■ **ACTION ITEM**
The records below need to be restated word for word.
Start of Block
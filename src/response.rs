use axum::http::StatusCode;
use axum::response::{IntoResponse, Response};
use axum::Json;
use serde::Serialize;

use crate::db::StoreError;

#[derive(Debug, Serialize)]
pub struct ErrorResponse {
    pub success: bool,
    pub error: String,
    pub code: String,
}

#[derive(Debug, Clone)]
pub struct AppError {
    status: StatusCode,
    code: String,
    message: String,
    is_operational: bool,
}

impl AppError {
    pub fn not_found(message: impl Into<String>) -> Self {
        Self::operational(StatusCode::NOT_FOUND, "NOT_FOUND", message)
    }

    pub fn bad_request(message: impl Into<String>) -> Self {
        Self::operational(StatusCode::BAD_REQUEST, "BAD_REQUEST", message)
    }

    pub fn validation(message: impl Into<String>) -> Self {
        Self::operational(StatusCode::BAD_REQUEST, "VALIDATION_ERROR", message)
    }

    pub fn service_unavailable(message: impl Into<String>) -> Self {
        Self::operational(StatusCode::SERVICE_UNAVAILABLE, "SERVICE_UNAVAILABLE", message)
    }

    pub fn internal(message: impl Into<String>) -> Self {
        Self {
            status: StatusCode::INTERNAL_SERVER_ERROR,
            code: "INTERNAL_ERROR".to_string(),
            message: message.into(),
            is_operational: false,
        }
    }

    fn operational(
        status: StatusCode,
        code: impl Into<String>,
        message: impl Into<String>,
    ) -> Self {
        Self {
            status,
            code: code.into(),
            message: message.into(),
            is_operational: true,
        }
    }
}

impl From<StoreError> for AppError {
    fn from(err: StoreError) -> Self {
        tracing::error!(error = %err, "storage failure");
        match err {
            StoreError::Database(_) => Self::internal("storage backend failure"),
            StoreError::Corrupt(_) => Self::internal("corrupt stored record"),
        }
    }
}

impl IntoResponse for AppError {
    fn into_response(self) -> Response {
        let message = if self.is_operational {
            self.message
        } else {
            "internal server error".to_string()
        };

        let body = ErrorResponse {
            success: false,
            error: message,
            code: self.code,
        };

        (self.status, Json(body)).into_response()
    }
}

pub fn json_error(
    status: StatusCode,
    code: impl Into<String>,
    message: impl Into<String>,
) -> AppError {
    AppError {
        status,
        code: code.into(),
        message: message.into(),
        is_operational: true,
    }
}
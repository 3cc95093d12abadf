//! Generation pipeline: model call, extraction, validation and report
//! persistence for each report section.

pub mod prompts;
pub mod sync;

pub use sync::{EditRequest, GenerateRequest, ReportSynchronizer, SyncError, SyncOutcome};
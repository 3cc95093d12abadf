//! Language model provider client.
//!
//! The pipeline talks to [`LanguageModel`]; [`OpenAiClient`] implements it
//! over any OpenAI-compatible chat completions endpoint with strict JSON
//! schema output.

pub mod config;
pub mod model;
pub mod openai;

pub use config::LlmConfig;
pub use model::{CompletionRequest, LanguageModel, LlmError, ModelTier, OutputSchema};
pub use openai::OpenAiClient;
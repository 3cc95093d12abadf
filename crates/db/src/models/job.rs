//! Job entity models and DTOs for background generation work.

use forgekit_core::job::{JobStatus, StatusId};
use forgekit_core::types::{DbId, Timestamp};
use serde::{Deserialize, Serialize};
use sqlx::FromRow;

/// A row from the `jobs` table.
#[derive(Debug, Clone, FromRow, Serialize)]
#[serde(rename_all = "camelCase")]
pub struct Job {
    pub id: DbId,
    pub job_type: String,
    pub status_id: StatusId,
    pub input: serde_json::Value,
    pub result: Option<serde_json::Value>,
    pub error_message: Option<String>,
    pub submitted_at: Timestamp,
    pub started_at: Option<Timestamp>,
    pub completed_at: Option<Timestamp>,
    pub updated_at: Timestamp,
}

impl Job {
    /// Decoded status. Unknown ids are treated as failed.
    pub fn status(&self) -> JobStatus {
        JobStatus::from_id(self.status_id).unwrap_or(JobStatus::Failed)
    }
}

/// DTO for submitting a new job via `POST /api/jobs`.
#[derive(Debug, Clone, Deserialize)]
#[serde(rename_all = "camelCase")]
pub struct SubmitJob {
    pub job_type: String,
    pub input: serde_json::Value,
}
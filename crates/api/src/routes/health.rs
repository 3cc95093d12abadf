use axum::extract::State;
use axum::{routing::get, Json, Router};
use forgekit_db::repositories::JobRepo;
use serde::Serialize;

use crate::state::AppState;

/// Health check response payload.
#[derive(Serialize)]
pub struct HealthResponse {
    /// `ok`, or `degraded` when the database is unreachable.
    pub status: &'static str,
    pub version: &'static str,
    pub db_healthy: bool,
    /// Jobs waiting for the worker; absent when the database is down.
    pub pending_jobs: Option<i64>,
    /// (creation, component) pairs held by the generation tracker.
    pub tracked_generations: usize,
}

/// GET /health -- database reachability, job backlog and tracker size.
async fn health_check(State(state): State<AppState>) -> Json<HealthResponse> {
    let pending_jobs = match JobRepo::count_pending(&state.pool).await {
        Ok(count) => Some(count),
        Err(e) => {
            tracing::warn!(error = %e, "Health check could not reach the database");
            None
        }
    };
    let db_healthy = pending_jobs.is_some();
    let tracked_generations = state.tracker.lock().await.len();

    Json(HealthResponse {
        status: if db_healthy { "ok" } else { "degraded" },
        version: env!("CARGO_PKG_VERSION"),
        db_healthy,
        pending_jobs,
        tracked_generations,
    })
}

/// Mount health check routes (root level, not under `/api`).
pub fn router() -> Router<AppState> {
    Router::new().route("/health", get(health_check))
}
End of Block
■ **SOLUTION TO THE EXERCISE**
filename src/response.rs
use axum::http::StatusCode;
use axum::response::{IntoResponse, Response};
use axum::Json;
use serde::Serialize;

use crate::db::StoreError;

#[derive(Debug, Serialize)]
pub struct ErrorResponse {
    pub success: bool,
    pub error: String,
    pub code: String,
}

#[derive(Debug, Clone)]
pub struct AppError {
    status: StatusCode,
    code: String,
    message: String,
    is_operational: bool,
}

impl AppError {
    pub fn not_found(message: impl Into<String>) -> Self {
        Self::operational(StatusCode::NOT_FOUND, "NOT_FOUND", message)
    }

    pub fn bad_request(message: impl Into<String>) -> Self {
        Self::operational(StatusCode::BAD_REQUEST, "BAD_REQUEST", message)
    }

    pub fn validation(message: impl Into<String>) -> Self {
        Self::operational(StatusCode::BAD_REQUEST, "VALIDATION_ERROR", message)
    }

    pub fn service_unavailable(message: impl Into<String>) -> Self {
        Self::operational(StatusCode::SERVICE_UNAVAILABLE, "SERVICE_UNAVAILABLE", message)
    }

    pub fn internal(message: impl Into<String>) -> Self {
        Self {
            status: StatusCode::INTERNAL_SERVER_ERROR,
            code: "INTERNAL_ERROR".to_string(),
            message: message.into(),
            is_operational: false,
        }
    }

    fn operational(
        status: StatusCode,
        code: impl Into<String>,
        message: impl Into<String>,
    ) -> Self {
        Self {
            status,
            code: code.into(),
            message: message.into(),
            is_operational: true,
        }
    }
}

impl From<StoreError> for AppError {
    fn from(err: StoreError) -> Self {
        tracing::error!(error = %err, "storage failure");
        match err {
            StoreError::Database(_) => Self::internal("storage backend failure"),
            StoreError::Corrupt(_) => Self::internal("corrupt stored record"),
        }
    }
}

impl IntoResponse for AppError {
    fn into_response(self) -> Response {
        let message = if self.is_operational {
            self.message
        } else {
            "internal server error".to_string()
        };

        let body = ErrorResponse {
            success: false,
            error: message,
            code: self.code,
        };

        (self.status, Json(body)).into_response()
    }
}

pub fn json_error(
    status: StatusCode,
    code: impl Into<String>,
    message: impl Into<String>,
) -> AppError {
    AppError {
        status,
        code: code.into(),
        message: message.into(),
        is_operational: true,
    }
}
repository 3cc95093d12abadf
//! Generation pipeline: model call, extraction, validation and report
//! persistence for each report section.

pub mod prompts;
pub mod sync;

pub use sync::{EditRequest, GenerateRequest, ReportSynchronizer, SyncError, SyncOutcome};
repository 3cc95093d12abadf
//! Language model provider client.
//!
//! The pipeline talks to [`LanguageModel`]; [`OpenAiClient`] implements it
//! over any OpenAI-compatible chat completions endpoint with strict JSON
//! schema output.

pub mod config;
pub mod model;
pub mod openai;

pub use config::LlmConfig;
pub use model::{CompletionRequest, LanguageModel, LlmError, ModelTier, OutputSchema};
pub use openai::OpenAiClient;
repository 3cc95093d12abadf
filename crates/db/src/models/job.rs
//! Job entity models and DTOs for background generation work.

use forgekit_core::job::{JobStatus, StatusId};
use forgekit_core::types::{DbId, Timestamp};
use serde::{Deserialize, Serialize};
use sqlx::FromRow;

/// A row from the `jobs` table.
#[derive(Debug, Clone, FromRow, Serialize)]
#[serde(rename_all = "camelCase")]
pub struct Job {
    pub id: DbId,
    pub job_type: String,
    pub status_id: StatusId,
    pub input: serde_json::Value,
    pub result: Option<serde_json::Value>,
    pub error_message: Option<String>,
    pub submitted_at: Timestamp,
    pub started_at: Option<Timestamp>,
    pub completed_at: Option<Timestamp>,
    pub updated_at: Timestamp,
}

impl Job {
    /// Decoded status. Unknown ids are treated as failed.
    pub fn status(&self) -> JobStatus {
        JobStatus::from_id(self.status_id).unwrap_or(JobStatus::Failed)
    }
}

/// DTO for submitting a new job via `POST /api/jobs`.
#[derive(Debug, Clone, Deserialize)]
#[serde(rename_all = "camelCase")]
pub struct SubmitJob {
    pub job_type: String,
    pub input: serde_json::Value,
}
filename crates/api/src/routes/health.rs
repository 3cc95093d12abadf
use axum::extract::State;
use axum::{routing::get, Json, Router};
use forgekit_db::repositories::JobRepo;
use serde::Serialize;

use crate::state::AppState;

/// Health check response payload.
#[derive(Serialize)]
pub struct HealthResponse {
    /// `ok`, or `degraded` when the database is unreachable.
    pub status: &'static str,
    pub version: &'static str,
    pub db_healthy: bool,
    /// Jobs waiting for the worker; absent when the database is down.
    pub pending_jobs: Option<i64>,
    /// (creation, component) pairs held by the generation tracker.
    pub tracked_generations: usize,
}

/// GET /health -- database reachability, job backlog and tracker size.
async fn health_check(State(state): State<AppState>) -> Json<HealthResponse> {
    let pending_jobs = match JobRepo::count_pending(&state.pool).await {
        Ok(count) => Some(count),
        Err(e) => {
            tracing::warn!(error = %e, "Health check could not reach the database");
            None
        }
    };
    let db_healthy = pending_jobs.is_some();
    let tracked_generations = state.tracker.lock().await.len();

    Json(HealthResponse {
        status: if db_healthy { "ok" } else { "degraded" },
        version: env!("CARGO_PKG_VERSION"),
        db_healthy,
        pending_jobs,
        tracked_generations,
    })
}

/// Mount health check routes (root level, not under `/api`).
pub fn router() -> Router<AppState> {
    Router::new().route("/health", get(health_check))
}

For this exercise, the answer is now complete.